> _Record excerpts_
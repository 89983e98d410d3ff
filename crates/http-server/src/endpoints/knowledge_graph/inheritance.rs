use super::calls::{NodeListEndpointConfig, node_list_response};
use crate::AppState;
use crate::contract::{EmptyRequest, EndpointConfigTypes};
use crate::define_endpoint;
use crate::endpoints::shared::{NodeIdPathRequest, StatusResponse, parse_node_id, query_error_response};
use axum::extract::{Path, State};
use axum::http::StatusCode;
use axum::response::{IntoResponse, Json, Response};
use querying::hierarchy::TypeHierarchy;
use serde::{Deserialize, Serialize};
use ts_rs::TS;

define_endpoint! {
    InheritsEndpoint,
    InheritsEndpointDef,
    Get,
    "/knowledge-graph/inherits/{id}",
    ts_path_type = "`/api/knowledge-graph/inherits/${number}`",
    config = NodeListEndpointConfig
}

define_endpoint! {
    SubclassesEndpoint,
    SubclassesEndpointDef,
    Get,
    "/knowledge-graph/subclasses/{id}",
    ts_path_type = "`/api/knowledge-graph/subclasses/${number}`",
    config = NodeListEndpointConfig
}

#[derive(Serialize, Deserialize, TS, Default, Debug)]
#[ts(export, export_to = "api.ts")]
pub struct HierarchyResponses {
    #[serde(rename = "200")]
    pub ok: Option<TypeHierarchy>,
    #[serde(rename = "400")]
    pub bad_request: Option<StatusResponse>,
    #[serde(rename = "404")]
    pub not_found: Option<StatusResponse>,
}

pub struct HierarchyEndpointConfig;

impl EndpointConfigTypes for HierarchyEndpointConfig {
    type PathRequest = NodeIdPathRequest;
    type BodyRequest = EmptyRequest;
    type QueryRequest = EmptyRequest;
    type Response = HierarchyResponses;
}

define_endpoint! {
    HierarchyEndpoint,
    HierarchyEndpointDef,
    Get,
    "/knowledge-graph/hierarchy/{id}",
    ts_path_type = "`/api/knowledge-graph/hierarchy/${number}`",
    config = HierarchyEndpointConfig
}

/// Direct supertypes over INHERITS and IMPLEMENTS
pub async fn inherits_handler(
    State(state): State<AppState>,
    Path(path_params): Path<NodeIdPathRequest>,
) -> Response {
    node_list_response(&path_params.id, |id| state.querying.supertypes(id))
}

/// Direct subtypes over INHERITS and IMPLEMENTS
pub async fn subclasses_handler(
    State(state): State<AppState>,
    Path(path_params): Path<NodeIdPathRequest>,
) -> Response {
    node_list_response(&path_params.id, |id| state.querying.subtypes(id))
}

pub async fn hierarchy_handler(
    State(state): State<AppState>,
    Path(path_params): Path<NodeIdPathRequest>,
) -> Response {
    let id = match parse_node_id(&path_params.id) {
        Ok(id) => id,
        Err(response) => return response,
    };

    match state.querying.hierarchy(id) {
        Ok(hierarchy) => (StatusCode::OK, Json(hierarchy)).into_response(),
        Err(e) => query_error_response(&e),
    }
}
pub mod call_chain;
pub mod calls;
pub mod inheritance;
pub mod node;
pub mod query;
pub mod rebuild;
pub mod search;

> _Aim of the exercise_
The required output is every line from the one with "pub mod calls;" to the final line of the entries, repeated exactly and with nothing else.

> _Response to this exercise_
pub mod calls;
pub mod inheritance;
pub mod node;
pub mod query;
pub mod rebuild;
pub mod search;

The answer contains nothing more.